» **TASK OBJECTIVE**: Across the records below, count the lines that contain "ServerClientFactory" and write down only the count.

(Beginning of EXERCISE DATA)

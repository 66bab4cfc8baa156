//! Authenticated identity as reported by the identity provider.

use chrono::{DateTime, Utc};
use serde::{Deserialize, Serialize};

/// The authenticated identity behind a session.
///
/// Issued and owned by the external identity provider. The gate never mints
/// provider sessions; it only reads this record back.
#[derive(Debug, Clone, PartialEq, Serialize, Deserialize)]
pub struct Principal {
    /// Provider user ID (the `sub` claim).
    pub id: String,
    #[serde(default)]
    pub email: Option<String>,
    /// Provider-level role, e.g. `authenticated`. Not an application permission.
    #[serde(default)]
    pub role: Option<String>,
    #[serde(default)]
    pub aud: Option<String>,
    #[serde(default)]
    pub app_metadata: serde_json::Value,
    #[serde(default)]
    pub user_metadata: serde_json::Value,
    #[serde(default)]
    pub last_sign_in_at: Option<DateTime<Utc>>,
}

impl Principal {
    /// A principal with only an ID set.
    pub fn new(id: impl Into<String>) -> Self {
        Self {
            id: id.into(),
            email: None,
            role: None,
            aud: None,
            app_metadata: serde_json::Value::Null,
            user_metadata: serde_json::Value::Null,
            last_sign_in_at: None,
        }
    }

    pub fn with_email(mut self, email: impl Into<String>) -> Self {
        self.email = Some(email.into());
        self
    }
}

(End of EXERCISE DATA)
(Beginning of EXERCISE DATA)

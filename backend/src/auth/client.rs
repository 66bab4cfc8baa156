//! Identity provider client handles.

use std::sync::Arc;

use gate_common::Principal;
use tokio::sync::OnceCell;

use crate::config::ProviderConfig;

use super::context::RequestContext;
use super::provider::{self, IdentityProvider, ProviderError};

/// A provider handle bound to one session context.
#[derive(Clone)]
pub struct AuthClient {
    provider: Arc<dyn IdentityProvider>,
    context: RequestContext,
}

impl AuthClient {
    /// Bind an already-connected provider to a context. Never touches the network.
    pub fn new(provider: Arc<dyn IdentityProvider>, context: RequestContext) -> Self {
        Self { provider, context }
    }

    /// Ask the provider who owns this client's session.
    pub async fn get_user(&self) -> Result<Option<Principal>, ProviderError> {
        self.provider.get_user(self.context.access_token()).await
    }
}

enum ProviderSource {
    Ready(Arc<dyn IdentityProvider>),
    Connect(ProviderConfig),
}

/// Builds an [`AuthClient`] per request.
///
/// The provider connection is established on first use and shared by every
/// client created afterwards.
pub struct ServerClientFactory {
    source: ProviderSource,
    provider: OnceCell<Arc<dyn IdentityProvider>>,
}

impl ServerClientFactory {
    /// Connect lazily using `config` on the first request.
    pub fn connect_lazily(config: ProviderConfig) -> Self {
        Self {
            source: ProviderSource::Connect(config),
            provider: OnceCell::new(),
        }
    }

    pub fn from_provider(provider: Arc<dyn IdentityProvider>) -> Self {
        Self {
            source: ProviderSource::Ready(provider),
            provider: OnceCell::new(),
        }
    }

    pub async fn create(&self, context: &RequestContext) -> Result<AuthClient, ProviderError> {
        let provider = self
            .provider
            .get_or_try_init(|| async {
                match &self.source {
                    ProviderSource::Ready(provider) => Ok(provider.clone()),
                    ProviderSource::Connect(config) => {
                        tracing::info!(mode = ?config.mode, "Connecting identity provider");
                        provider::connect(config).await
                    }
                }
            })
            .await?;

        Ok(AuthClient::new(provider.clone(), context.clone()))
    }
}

(End of EXERCISE DATA)

» **THE COMPLETED TASK**: 2